(Beginning of DATA EXTRACTS)

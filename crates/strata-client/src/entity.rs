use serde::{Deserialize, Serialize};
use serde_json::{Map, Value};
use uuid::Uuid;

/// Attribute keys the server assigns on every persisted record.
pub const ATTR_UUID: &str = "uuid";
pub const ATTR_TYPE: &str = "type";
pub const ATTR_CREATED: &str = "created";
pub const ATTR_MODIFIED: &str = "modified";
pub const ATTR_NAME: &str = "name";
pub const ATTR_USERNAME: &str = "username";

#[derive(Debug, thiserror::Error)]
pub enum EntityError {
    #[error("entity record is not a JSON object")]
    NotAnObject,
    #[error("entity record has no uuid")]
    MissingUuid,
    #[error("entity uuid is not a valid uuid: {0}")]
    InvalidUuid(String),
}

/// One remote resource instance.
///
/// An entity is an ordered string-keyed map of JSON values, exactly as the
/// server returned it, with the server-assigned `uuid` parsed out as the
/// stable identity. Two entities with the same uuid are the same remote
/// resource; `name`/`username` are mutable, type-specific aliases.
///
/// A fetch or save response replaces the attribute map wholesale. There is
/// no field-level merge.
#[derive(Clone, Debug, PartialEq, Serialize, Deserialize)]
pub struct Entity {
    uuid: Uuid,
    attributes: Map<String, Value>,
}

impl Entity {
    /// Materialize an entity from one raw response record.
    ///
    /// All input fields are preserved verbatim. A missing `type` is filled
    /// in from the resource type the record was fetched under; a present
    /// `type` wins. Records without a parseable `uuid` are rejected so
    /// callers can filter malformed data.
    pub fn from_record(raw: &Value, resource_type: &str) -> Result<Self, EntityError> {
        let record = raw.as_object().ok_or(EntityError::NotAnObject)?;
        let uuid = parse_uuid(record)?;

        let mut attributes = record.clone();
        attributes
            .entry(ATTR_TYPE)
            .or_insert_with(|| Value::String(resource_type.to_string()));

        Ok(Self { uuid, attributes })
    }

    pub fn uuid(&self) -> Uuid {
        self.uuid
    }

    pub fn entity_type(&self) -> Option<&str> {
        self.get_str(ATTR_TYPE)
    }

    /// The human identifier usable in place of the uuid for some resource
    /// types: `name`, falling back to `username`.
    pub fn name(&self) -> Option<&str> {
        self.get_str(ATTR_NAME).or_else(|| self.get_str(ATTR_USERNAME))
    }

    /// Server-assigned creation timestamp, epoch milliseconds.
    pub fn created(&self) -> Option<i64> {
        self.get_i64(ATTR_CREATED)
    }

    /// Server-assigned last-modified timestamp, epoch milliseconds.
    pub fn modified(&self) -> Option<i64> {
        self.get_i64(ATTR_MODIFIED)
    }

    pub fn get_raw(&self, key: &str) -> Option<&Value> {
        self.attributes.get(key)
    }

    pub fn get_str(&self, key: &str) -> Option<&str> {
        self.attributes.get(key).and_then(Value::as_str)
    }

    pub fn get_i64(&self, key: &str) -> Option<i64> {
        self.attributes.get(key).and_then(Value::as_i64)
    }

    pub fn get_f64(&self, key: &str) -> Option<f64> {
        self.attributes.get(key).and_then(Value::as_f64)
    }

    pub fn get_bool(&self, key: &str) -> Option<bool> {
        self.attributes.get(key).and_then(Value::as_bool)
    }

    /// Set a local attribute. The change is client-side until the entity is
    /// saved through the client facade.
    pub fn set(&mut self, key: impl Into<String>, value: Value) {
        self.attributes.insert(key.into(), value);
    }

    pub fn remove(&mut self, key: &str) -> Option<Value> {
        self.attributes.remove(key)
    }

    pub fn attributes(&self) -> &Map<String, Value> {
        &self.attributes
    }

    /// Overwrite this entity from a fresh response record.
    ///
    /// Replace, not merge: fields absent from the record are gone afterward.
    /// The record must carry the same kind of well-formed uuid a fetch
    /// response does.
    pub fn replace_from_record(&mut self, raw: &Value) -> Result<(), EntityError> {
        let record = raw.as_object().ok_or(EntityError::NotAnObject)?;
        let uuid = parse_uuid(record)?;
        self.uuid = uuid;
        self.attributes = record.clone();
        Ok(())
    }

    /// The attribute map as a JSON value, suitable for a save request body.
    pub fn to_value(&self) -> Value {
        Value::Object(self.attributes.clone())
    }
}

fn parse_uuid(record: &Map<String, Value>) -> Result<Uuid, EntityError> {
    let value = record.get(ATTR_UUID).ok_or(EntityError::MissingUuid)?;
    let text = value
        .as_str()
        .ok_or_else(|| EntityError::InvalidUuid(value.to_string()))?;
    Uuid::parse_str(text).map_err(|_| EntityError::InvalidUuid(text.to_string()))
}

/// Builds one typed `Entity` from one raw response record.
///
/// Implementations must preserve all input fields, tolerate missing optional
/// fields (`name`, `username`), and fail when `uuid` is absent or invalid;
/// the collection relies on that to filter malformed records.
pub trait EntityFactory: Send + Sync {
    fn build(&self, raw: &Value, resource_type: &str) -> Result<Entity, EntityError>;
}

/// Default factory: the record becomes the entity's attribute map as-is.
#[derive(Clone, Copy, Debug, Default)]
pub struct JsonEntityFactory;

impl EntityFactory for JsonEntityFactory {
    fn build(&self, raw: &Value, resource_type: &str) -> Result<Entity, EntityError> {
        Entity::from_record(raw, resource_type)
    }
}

(End of DATA EXTRACTS)

§ TASK REQUIREMENTS
What you should produce is an exact retyping of every line above.

§ PROBLEM SOLUTION
filename crates/strata-client/src/entity.rs
use serde::{Deserialize, Serialize};
use serde_json::{Map, Value};
use uuid::Uuid;

/// Attribute keys the server assigns on every persisted record.
pub const ATTR_UUID: &str = "uuid";
pub const ATTR_TYPE: &str = "type";
pub const ATTR_CREATED: &str = "created";
pub const ATTR_MODIFIED: &str = "modified";
pub const ATTR_NAME: &str = "name";
pub const ATTR_USERNAME: &str = "username";

#[derive(Debug, thiserror::Error)]
pub enum EntityError {
    #[error("entity record is not a JSON object")]
    NotAnObject,
    #[error("entity record has no uuid")]
    MissingUuid,
    #[error("entity uuid is not a valid uuid: {0}")]
    InvalidUuid(String),
}

/// One remote resource instance.
///
/// An entity is an ordered string-keyed map of JSON values, exactly as the
/// server returned it, with the server-assigned `uuid` parsed out as the
/// stable identity. Two entities with the same uuid are the same remote
/// resource; `name`/`username` are mutable, type-specific aliases.
///
/// A fetch or save response replaces the attribute map wholesale. There is
/// no field-level merge.
#[derive(Clone, Debug, PartialEq, Serialize, Deserialize)]
pub struct Entity {
    uuid: Uuid,
    attributes: Map<String, Value>,
}

impl Entity {
    /// Materialize an entity from one raw response record.
    ///
    /// All input fields are preserved verbatim. A missing `type` is filled
    /// in from the resource type the record was fetched under; a present
    /// `type` wins. Records without a parseable `uuid` are rejected so
    /// callers can filter malformed data.
    pub fn from_record(raw: &Value, resource_type: &str) -> Result<Self, EntityError> {
        let record = raw.as_object().ok_or(EntityError::NotAnObject)?;
        let uuid = parse_uuid(record)?;

        let mut attributes = record.clone();
        attributes
            .entry(ATTR_TYPE)
            .or_insert_with(|| Value::String(resource_type.to_string()));

        Ok(Self { uuid, attributes })
    }

    pub fn uuid(&self) -> Uuid {
        self.uuid
    }

    pub fn entity_type(&self) -> Option<&str> {
        self.get_str(ATTR_TYPE)
    }

    /// The human identifier usable in place of the uuid for some resource
    /// types: `name`, falling back to `username`.
    pub fn name(&self) -> Option<&str> {
        self.get_str(ATTR_NAME).or_else(|| self.get_str(ATTR_USERNAME))
    }

    /// Server-assigned creation timestamp, epoch milliseconds.
    pub fn created(&self) -> Option<i64> {
        self.get_i64(ATTR_CREATED)
    }

    /// Server-assigned last-modified timestamp, epoch milliseconds.
    pub fn modified(&self) -> Option<i64> {
        self.get_i64(ATTR_MODIFIED)
    }

    pub fn get_raw(&self, key: &str) -> Option<&Value> {
        self.attributes.get(key)
    }

    pub fn get_str(&self, key: &str) -> Option<&str> {
        self.attributes.get(key).and_then(Value::as_str)
    }

    pub fn get_i64(&self, key: &str) -> Option<i64> {
        self.attributes.get(key).and_then(Value::as_i64)
    }

    pub fn get_f64(&self, key: &str) -> Option<f64> {
        self.attributes.get(key).and_then(Value::as_f64)
    }

    pub fn get_bool(&self, key: &str) -> Option<bool> {
        self.attributes.get(key).and_then(Value::as_bool)
    }

    /// Set a local attribute. The change is client-side until the entity is
    /// saved through the client facade.
    pub fn set(&mut self, key: impl Into<String>, value: Value) {
        self.attributes.insert(key.into(), value);
    }

    pub fn remove(&mut self, key: &str) -> Option<Value> {
        self.attributes.remove(key)
    }

    pub fn attributes(&self) -> &Map<String, Value> {
        &self.attributes
    }

    /// Overwrite this entity from a fresh response record.
    ///
    /// Replace, not merge: fields absent from the record are gone afterward.
    /// The record must carry the same kind of well-formed uuid a fetch
    /// response does.
    pub fn replace_from_record(&mut self, raw: &Value) -> Result<(), EntityError> {
        let record = raw.as_object().ok_or(EntityError::NotAnObject)?;
        let uuid = parse_uuid(record)?;
        self.uuid = uuid;
        self.attributes = record.clone();
        Ok(())
    }

    /// The attribute map as a JSON value, suitable for a save request body.
    pub fn to_value(&self) -> Value {
        Value::Object(self.attributes.clone())
    }
}

fn parse_uuid(record: &Map<String, Value>) -> Result<Uuid, EntityError> {
    let value = record.get(ATTR_UUID).ok_or(EntityError::MissingUuid)?;
    let text = value
        .as_str()
        .ok_or_else(|| EntityError::InvalidUuid(value.to_string()))?;
    Uuid::parse_str(text).map_err(|_| EntityError::InvalidUuid(text.to_string()))
}

/// Builds one typed `Entity` from one raw response record.
///
/// Implementations must preserve all input fields, tolerate missing optional
/// fields (`name`, `username`), and fail when `uuid` is absent or invalid;
/// the collection relies on that to filter malformed records.
pub trait EntityFactory: Send + Sync {
    fn build(&self, raw: &Value, resource_type: &str) -> Result<Entity, EntityError>;
}

/// Default factory: the record becomes the entity's attribute map as-is.
#[derive(Clone, Copy, Debug, Default)]
pub struct JsonEntityFactory;

impl EntityFactory for JsonEntityFactory {
    fn build(&self, raw: &Value, resource_type: &str) -> Result<Entity, EntityError> {
        Entity::from_record(raw, resource_type)
    }
}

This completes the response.